# Assignment
List all lines of the data containing the word "tracks".
--- Provided data ---
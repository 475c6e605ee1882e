use serde::{Deserialize, Serialize};
use std::path::{Path, PathBuf};
use thiserror::Error;

pub const DEFAULT_STUN_SERVER: &str = "stun:stun.l.google.com:19302";

#[derive(Debug, Error)]
pub enum ConfigError {
    #[error("failed to read config {path}: {source}")]
    Io {
        path: PathBuf,
        #[source]
        source: std::io::Error,
    },

    #[error("failed to parse config: {0}")]
    Parse(#[from] serde_json::Error),

    #[error("relay address is required")]
    MissingRelayAddress,

    #[error("relay address must be a ws:// or wss:// URL, got {0}")]
    InvalidRelayAddress(String),

    #[error("command queue capacity must be greater than zero")]
    ZeroQueueCapacity,
}

/// Capture target passed through to the media engine.
#[derive(Debug, Clone, Copy, PartialEq, Eq, Serialize, Deserialize)]
#[serde(default)]
pub struct CaptureHints {
    pub width: u32,
    pub height: u32,
    pub frame_rate: u32,
}

impl Default for CaptureHints {
    fn default() -> Self {
        Self {
            width: 640,
            height: 480,
            frame_rate: 30,
        }
    }
}

/// Local tracks attached to every call attempt.
#[derive(Debug, Clone, PartialEq, Eq, Serialize, Deserialize)]
#[serde(default)]
pub struct MediaConfig {
    pub audio: bool,
    pub video: bool,
    pub capture: Option<CaptureHints>,
}

impl Default for MediaConfig {
    fn default() -> Self {
        Self {
            audio: true,
            video: true,
            capture: Some(CaptureHints::default()),
        }
    }
}

impl MediaConfig {
    pub fn audio_only() -> Self {
        Self {
            video: false,
            capture: None,
            ..Default::default()
        }
    }
}

#[derive(Debug, Clone, PartialEq, Eq, Serialize, Deserialize)]
#[serde(default)]
pub struct CallConfig {
    /// WebSocket URL of the relay.
    pub relay_address: String,
    /// Connectivity-assist (STUN/TURN) servers, used verbatim by the media engine.
    pub ice_servers: Vec<String>,
    pub media: MediaConfig,
    /// Bound on the orchestrator's serialized input queue.
    pub command_queue_capacity: usize,
}

impl Default for CallConfig {
    fn default() -> Self {
        Self {
            relay_address: String::new(),
            ice_servers: vec![DEFAULT_STUN_SERVER.to_string()],
            media: MediaConfig::default(),
            command_queue_capacity: 64,
        }
    }
}

impl CallConfig {
    pub fn new(relay_address: impl Into<String>) -> Self {
        Self {
            relay_address: relay_address.into(),
            ..Default::default()
        }
    }

    pub fn from_json_str(json: &str) -> Result<Self, ConfigError> {
        Ok(serde_json::from_str(json)?)
    }

    pub fn from_json_file(path: impl AsRef<Path>) -> Result<Self, ConfigError> {
        let path = path.as_ref();
        let json = std::fs::read_to_string(path).map_err(|source| ConfigError::Io {
            path: path.to_path_buf(),
            source,
        })?;
        Self::from_json_str(&json)
    }

    pub fn validate(&self) -> Result<(), ConfigError> {
        let address = self.relay_address.trim();
        if address.is_empty() {
            return Err(ConfigError::MissingRelayAddress);
        }
        if !(address.starts_with("ws://") || address.starts_with("wss://")) {
            return Err(ConfigError::InvalidRelayAddress(address.to_string()));
        }
        if self.command_queue_capacity == 0 {
            return Err(ConfigError::ZeroQueueCapacity);
        }
        Ok(())
    }
}
//! Ordering buffer for remote connectivity candidates.
//!
//! A candidate refers to a media line of the remote description, so feeding
//! one to the peer session before that description is applied is undefined.
//! The buffer holds candidates until [`CandidateBuffer::flush`] is called right
//! after the remote description has been set, then lets later candidates pass
//! straight through.

use std::collections::VecDeque;

use log::{trace, warn};

use crate::types::ConnectivityCandidate;

#[derive(Debug, Default)]
pub struct CandidateBuffer {
    pending: VecDeque<ConnectivityCandidate>,
    released: bool,
    limit: Option<usize>,
}

impl CandidateBuffer {
    pub fn new() -> Self {
        Self::default()
    }

    /// A buffer that keeps at most `limit` queued candidates, dropping the
    /// oldest when full.
    pub fn bounded(limit: usize) -> Self {
        Self {
            limit: Some(limit.max(1)),
            ..Self::default()
        }
    }

    /// Accepts a candidate.
    ///
    /// Returns the candidate back when it may be delivered immediately (the
    /// buffer has already been flushed), otherwise queues it and returns `None`.
    pub fn offer(&mut self, candidate: ConnectivityCandidate) -> Option<ConnectivityCandidate> {
        if self.released {
            return Some(candidate);
        }
        if let Some(limit) = self.limit {
            while self.pending.len() >= limit {
                if let Some(dropped) = self.pending.pop_front() {
                    warn!(
                        "Candidate buffer full ({limit}), dropping oldest: {}",
                        dropped.candidate
                    );
                }
            }
        }
        self.pending.push_back(candidate);
        trace!("Buffered remote candidate ({} pending)", self.pending.len());
        None
    }

    /// Releases every queued candidate in arrival order and switches the
    /// buffer to pass-through mode.
    pub fn flush(&mut self) -> Vec<ConnectivityCandidate> {
        self.released = true;
        self.pending.drain(..).collect()
    }

    /// Removes queued candidates in arrival order without switching to pass-through.
    pub fn take_pending(&mut self) -> Vec<ConnectivityCandidate> {
        self.pending.drain(..).collect()
    }

    pub fn len(&self) -> usize {
        self.pending.len()
    }

    pub fn is_empty(&self) -> bool {
        self.pending.is_empty()
    }

    /// Drops queued candidates without delivering them. Returns how many were dropped.
    pub fn clear(&mut self) -> usize {
        let dropped = self.pending.len();
        self.pending.clear();
        dropped
    }
}
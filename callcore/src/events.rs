//! Observer-facing event payloads.

use serde::Serialize;
use std::fmt;

use crate::state::LifecycleState;
use crate::types::MediaKind;

#[derive(Debug, Clone, Copy, PartialEq, Eq, Serialize)]
pub struct StateChanged {
    pub from: LifecycleState,
    pub to: LifecycleState,
}

/// The remote peer started sending a track of this kind.
#[derive(Debug, Clone, Copy, PartialEq, Eq, Serialize)]
pub struct RemoteTrackAttached {
    pub kind: MediaKind,
}

/// Category of a recoverable error surfaced to observers.
#[derive(Debug, Clone, Copy, PartialEq, Eq, Hash, Serialize)]
pub enum CallErrorKind {
    ChannelUnavailable,
    CallAlreadyActive,
    InvalidState,
    Negotiation,
    /// Writing a frame to the relay failed.
    SendFailed,
    /// The relay connection dropped.
    RelayLost,
    /// The media engine reported a failed peer connection.
    TransportFailed,
    MediaToggle,
    AudioRoute,
}

impl CallErrorKind {
    pub fn as_str(&self) -> &'static str {
        match self {
            Self::ChannelUnavailable => "channel_unavailable",
            Self::CallAlreadyActive => "call_already_active",
            Self::InvalidState => "invalid_state",
            Self::Negotiation => "negotiation",
            Self::SendFailed => "send_failed",
            Self::RelayLost => "relay_lost",
            Self::TransportFailed => "transport_failed",
            Self::MediaToggle => "media_toggle",
            Self::AudioRoute => "audio_route",
        }
    }
}

impl fmt::Display for CallErrorKind {
    fn fmt(&self, f: &mut fmt::Formatter<'_>) -> fmt::Result {
        f.write_str(self.as_str())
    }
}

#[derive(Debug, Clone, PartialEq, Eq, Serialize)]
pub struct CallErrorEvent {
    pub kind: CallErrorKind,
    pub message: String,
}

impl CallErrorEvent {
    pub fn new(kind: CallErrorKind, message: impl Into<String>) -> Self {
        Self {
            kind,
            message: message.into(),
        }
    }
}

impl fmt::Display for CallErrorEvent {
    fn fmt(&self, f: &mut fmt::Formatter<'_>) -> fmt::Result {
        write!(f, "{}: {}", self.kind, self.message)
    }
}
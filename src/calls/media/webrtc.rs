//! webrtc-rs implementation of [`PeerSession`].
//!
//! Each session is one `RTCPeerConnection` with an Opus and a VP8 sample
//! track. Engine callbacks are translated into [`PeerEvent`]s; disabling a
//! track detaches it from its sender and enabling it puts it back, so no
//! renegotiation is needed.

use std::collections::HashMap;
use std::sync::Arc;

use async_trait::async_trait;
use log::{debug, info, warn};
use tokio::sync::Mutex;
use webrtc::api::APIBuilder;
use webrtc::api::interceptor_registry::register_default_interceptors;
use webrtc::api::media_engine::{MIME_TYPE_OPUS, MIME_TYPE_VP8, MediaEngine};
use webrtc::ice_transport::ice_candidate::{RTCIceCandidate, RTCIceCandidateInit};
use webrtc::ice_transport::ice_server::RTCIceServer;
use webrtc::interceptor::registry::Registry;
use webrtc::peer_connection::RTCPeerConnection;
use webrtc::peer_connection::configuration::RTCConfiguration;
use webrtc::peer_connection::peer_connection_state::RTCPeerConnectionState;
use webrtc::peer_connection::sdp::session_description::RTCSessionDescription;
use webrtc::rtp_transceiver::rtp_codec::{RTCRtpCodecCapability, RTPCodecType};
use webrtc::rtp_transceiver::rtp_sender::RTCRtpSender;
use webrtc::track::track_local::TrackLocal;
use webrtc::track::track_local::track_local_static_sample::TrackLocalStaticSample;

use crate::peer::{
    PeerConnectionState, PeerError, PeerEvent, PeerEventSender, PeerSession, PeerSessionConfig,
    PeerSessionFactory,
};
use crate::types::{ConnectivityCandidate, MediaKind, SdpType, SessionDescription};

const STREAM_ID: &str = "stream0";
const RTCP_BUFFER_SIZE: usize = 1500;

fn engine_error(e: webrtc::Error) -> PeerError {
    PeerError::Engine(e.to_string())
}

fn rejected(e: webrtc::Error) -> PeerError {
    PeerError::Rejected(e.to_string())
}

/// Creates webrtc-rs peer connections with default codecs and interceptors.
#[derive(Debug, Default, Clone, Copy)]
pub struct WebRtcPeerSessionFactory;

impl WebRtcPeerSessionFactory {
    pub fn new() -> Self {
        Self
    }

    fn build_api() -> Result<webrtc::api::API, PeerError> {
        let mut media_engine = MediaEngine::default();
        media_engine.register_default_codecs().map_err(engine_error)?;

        let mut registry = Registry::new();
        registry =
            register_default_interceptors(registry, &mut media_engine).map_err(engine_error)?;

        Ok(APIBuilder::new()
            .with_media_engine(media_engine)
            .with_interceptor_registry(registry)
            .build())
    }
}

#[async_trait]
impl PeerSessionFactory for WebRtcPeerSessionFactory {
    async fn create_session(
        &self,
        config: &PeerSessionConfig,
        events: PeerEventSender,
    ) -> Result<Box<dyn PeerSession>, PeerError> {
        let api = Self::build_api()?;
        let rtc_config = RTCConfiguration {
            ice_servers: vec![RTCIceServer {
                urls: config.ice_servers.clone(),
                ..Default::default()
            }],
            ..Default::default()
        };
        let pc = Arc::new(
            api.new_peer_connection(rtc_config)
                .await
                .map_err(engine_error)?,
        );

        if let Some(capture) = config.capture {
            debug!(
                "Capture target {}x{} @ {} fps",
                capture.width, capture.height, capture.frame_rate
            );
        }

        install_callbacks(&pc, events);
        Ok(Box::new(WebRtcPeerSession {
            pc,
            tracks: Mutex::new(HashMap::new()),
        }))
    }
}

fn install_callbacks(pc: &Arc<RTCPeerConnection>, events: PeerEventSender) {
    let candidate_tx = events.clone();
    pc.on_ice_candidate(Box::new(move |candidate: Option<RTCIceCandidate>| {
        let tx = candidate_tx.clone();
        Box::pin(async move {
            let Some(candidate) = candidate else {
                debug!("ICE candidate gathering complete");
                return;
            };
            match candidate.to_json() {
                Ok(init) => {
                    let _ = tx.send(PeerEvent::LocalCandidate(ConnectivityCandidate::new(
                        init.candidate,
                        init.sdp_mid.unwrap_or_default(),
                        init.sdp_mline_index.unwrap_or_default(),
                    )));
                }
                Err(e) => warn!("Failed to serialize local candidate: {e}"),
            }
        })
    }));

    let state_tx = events.clone();
    pc.on_peer_connection_state_change(Box::new(move |state: RTCPeerConnectionState| {
        let tx = state_tx.clone();
        Box::pin(async move {
            info!("Peer connection state: {state}");
            let mapped = match state {
                RTCPeerConnectionState::New => PeerConnectionState::New,
                RTCPeerConnectionState::Connecting => PeerConnectionState::Checking,
                RTCPeerConnectionState::Connected => PeerConnectionState::Connected,
                RTCPeerConnectionState::Disconnected => PeerConnectionState::Disconnected,
                RTCPeerConnectionState::Failed => PeerConnectionState::Failed,
                RTCPeerConnectionState::Closed => PeerConnectionState::Closed,
                RTCPeerConnectionState::Unspecified => return,
            };
            let _ = tx.send(PeerEvent::ConnectionStateChanged(mapped));
        })
    }));

    pc.on_track(Box::new(move |track, _receiver, _transceiver| {
        let tx = events.clone();
        Box::pin(async move {
            let kind = match track.kind() {
                RTPCodecType::Audio => MediaKind::Audio,
                RTPCodecType::Video => MediaKind::Video,
                RTPCodecType::Unspecified => return,
            };
            let _ = tx.send(PeerEvent::RemoteTrackAttached(kind));
        })
    }));
}

struct LocalTrack {
    sender: Arc<RTCRtpSender>,
    track: Arc<TrackLocalStaticSample>,
}

pub struct WebRtcPeerSession {
    pc: Arc<RTCPeerConnection>,
    tracks: Mutex<HashMap<MediaKind, LocalTrack>>,
}

impl WebRtcPeerSession {
    /// The sample track of `kind`, for the host's capture pipeline to write into.
    pub async fn local_track(&self, kind: MediaKind) -> Option<Arc<TrackLocalStaticSample>> {
        self.tracks
            .lock()
            .await
            .get(&kind)
            .map(|local| local.track.clone())
    }

    fn to_rtc(desc: &SessionDescription) -> Result<RTCSessionDescription, PeerError> {
        let sdp = desc.sdp().to_owned();
        match desc.kind() {
            SdpType::Offer => RTCSessionDescription::offer(sdp),
            SdpType::Answer => RTCSessionDescription::answer(sdp),
        }
        .map_err(rejected)
    }
}

#[async_trait]
impl PeerSession for WebRtcPeerSession {
    async fn create_offer(&self) -> Result<SessionDescription, PeerError> {
        let offer = self.pc.create_offer(None).await.map_err(engine_error)?;
        Ok(SessionDescription::offer(offer.sdp))
    }

    async fn create_answer(&self) -> Result<SessionDescription, PeerError> {
        let answer = self.pc.create_answer(None).await.map_err(engine_error)?;
        Ok(SessionDescription::answer(answer.sdp))
    }

    async fn set_local_description(&self, desc: &SessionDescription) -> Result<(), PeerError> {
        self.pc
            .set_local_description(Self::to_rtc(desc)?)
            .await
            .map_err(rejected)
    }

    async fn set_remote_description(&self, desc: &SessionDescription) -> Result<(), PeerError> {
        self.pc
            .set_remote_description(Self::to_rtc(desc)?)
            .await
            .map_err(rejected)
    }

    async fn add_candidate(&self, candidate: &ConnectivityCandidate) -> Result<(), PeerError> {
        let init = RTCIceCandidateInit {
            candidate: candidate.candidate.clone(),
            sdp_mid: Some(candidate.sdp_mid.clone()),
            sdp_mline_index: Some(candidate.sdp_m_line_index),
            username_fragment: None,
        };
        self.pc.add_ice_candidate(init).await.map_err(rejected)
    }

    async fn add_track(&self, kind: MediaKind) -> Result<(), PeerError> {
        let (mime_type, track_id) = match kind {
            MediaKind::Audio => (MIME_TYPE_OPUS, "audio0"),
            MediaKind::Video => (MIME_TYPE_VP8, "video0"),
        };
        let track = Arc::new(TrackLocalStaticSample::new(
            RTCRtpCodecCapability {
                mime_type: mime_type.to_owned(),
                ..Default::default()
            },
            track_id.to_owned(),
            STREAM_ID.to_owned(),
        ));
        let sender = self
            .pc
            .add_track(Arc::clone(&track) as Arc<dyn TrackLocal + Send + Sync>)
            .await
            .map_err(engine_error)?;

        // Incoming RTCP has to be read for the interceptors to work.
        let rtcp_sender = Arc::clone(&sender);
        tokio::spawn(async move {
            let mut buf = vec![0u8; RTCP_BUFFER_SIZE];
            while rtcp_sender.read(&mut buf).await.is_ok() {}
        });

        self.tracks
            .lock()
            .await
            .insert(kind, LocalTrack { sender, track });
        Ok(())
    }

    async fn set_track_enabled(&self, kind: MediaKind, enabled: bool) -> Result<(), PeerError> {
        let tracks = self.tracks.lock().await;
        let Some(local) = tracks.get(&kind) else {
            return Ok(());
        };
        let replacement = enabled.then(|| Arc::clone(&local.track) as Arc<dyn TrackLocal + Send + Sync>);
        local
            .sender
            .replace_track(replacement)
            .await
            .map_err(engine_error)
    }

    async fn close(&self) {
        if let Err(e) = self.pc.close().await {
            warn!("Error closing peer connection: {e}");
        }
    }
}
---
# Result
/// Local tracks attached to every call attempt.
            tracks: Mutex::new(HashMap::new()),
    tracks: Mutex<HashMap<MediaKind, LocalTrack>>,
        self.tracks
        self.tracks
        let tracks = self.tracks.lock().await;
        let Some(local) = tracks.get(&kind) else {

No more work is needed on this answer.